**Activity**
Would you work out how many lines below include the word "core"? Only that number is wanted.

Extracted records
-- Opening Marker --

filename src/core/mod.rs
pub mod calendar;
pub mod diff;
pub mod format;

pub use crate::domain::model::{CalendarDifference, Timestamp};
pub use crate::domain::ports::CalendarFields;
pub use crate::utils::error::Result;
pub mod config;
pub mod core;
pub mod domain;
pub mod utils;

#[cfg(feature = "cli")]
pub use crate::config::CliConfig;
pub use crate::config::TomlConfig;

pub use crate::core::calendar::{days_in_month, is_leap_year};
pub use crate::core::diff::{diff, diff_fields};
pub use crate::core::format::FormatOptions;
pub use crate::domain::model::{CalendarDifference, DiffReport, Timestamp};
pub use crate::domain::ports::CalendarFields;
pub use crate::utils::error::{DiffError, Result};
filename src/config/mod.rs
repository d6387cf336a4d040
#[cfg(feature = "cli")]
pub mod cli;
pub mod toml_config;

#[cfg(feature = "cli")]
pub use cli::CliConfig;
pub use toml_config::TomlConfig;
use std::{
    collections::{HashMap, HashSet},
    fmt,
    sync::Arc,
};

use crate::{PickValue, Symbol};

/// A named bundle of picks: one value for each symbol an experiment controls.
///
/// Variants are immutable once built and cheap to clone.
///
/// ```
/// # use prosper::{Symbol, Variant};
/// let greeting = Symbol::new("greeting");
/// let control = Variant::new("control").with_pick(&greeting, "Hello");
/// let casual = Variant::new("casual").with_pick(&greeting, "Hey there");
/// assert!(control.has_pick(&greeting));
/// assert_eq!(casual.name(), "casual");
/// ```
#[derive(Clone)]
pub struct Variant {
    name: Arc<str>,
    picks: Arc<HashMap<Symbol, PickValue>>,
}

impl Variant {
    /// Create a variant without picks.
    pub fn new(name: impl Into<Arc<str>>) -> Variant {
        Variant {
            name: name.into(),
            picks: Arc::new(HashMap::new()),
        }
    }

    /// Create a variant from a prepared pick map.
    pub fn from_picks(
        name: impl Into<Arc<str>>,
        picks: impl IntoIterator<Item = (Symbol, PickValue)>,
    ) -> Variant {
        Variant {
            name: name.into(),
            picks: Arc::new(picks.into_iter().collect()),
        }
    }

    /// Add a pick, replacing any previous value for the same symbol.
    pub fn with_pick(mut self, symbol: &Symbol, value: impl Into<PickValue>) -> Variant {
        Arc::make_mut(&mut self.picks).insert(symbol.clone(), value.into());
        self
    }

    /// Name of the variant, unique within its experiment.
    pub fn name(&self) -> &str {
        &self.name
    }

    /// Value of the pick for `symbol`, if the variant declares it.
    pub fn pick(&self, symbol: &Symbol) -> Option<&PickValue> {
        self.picks.get(symbol)
    }

    pub fn has_pick(&self, symbol: &Symbol) -> bool {
        self.picks.contains_key(symbol)
    }

    /// Set of symbols this variant declares.
    pub fn symbols(&self) -> HashSet<&Symbol> {
        self.picks.keys().collect()
    }

    pub fn picks(&self) -> impl Iterator<Item = (&Symbol, &PickValue)> {
        self.picks.iter()
    }
}

impl fmt::Debug for Variant {
    fn fmt(&self, f: &mut fmt::Formatter<'_>) -> fmt::Result {
        f.debug_struct("Variant")
            .field("name", &self.name)
            .field("picks", &self.picks.keys().collect::<Vec<_>>())
            .finish()
    }
}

-- Closing Marker --

**Solution to this exercise**
5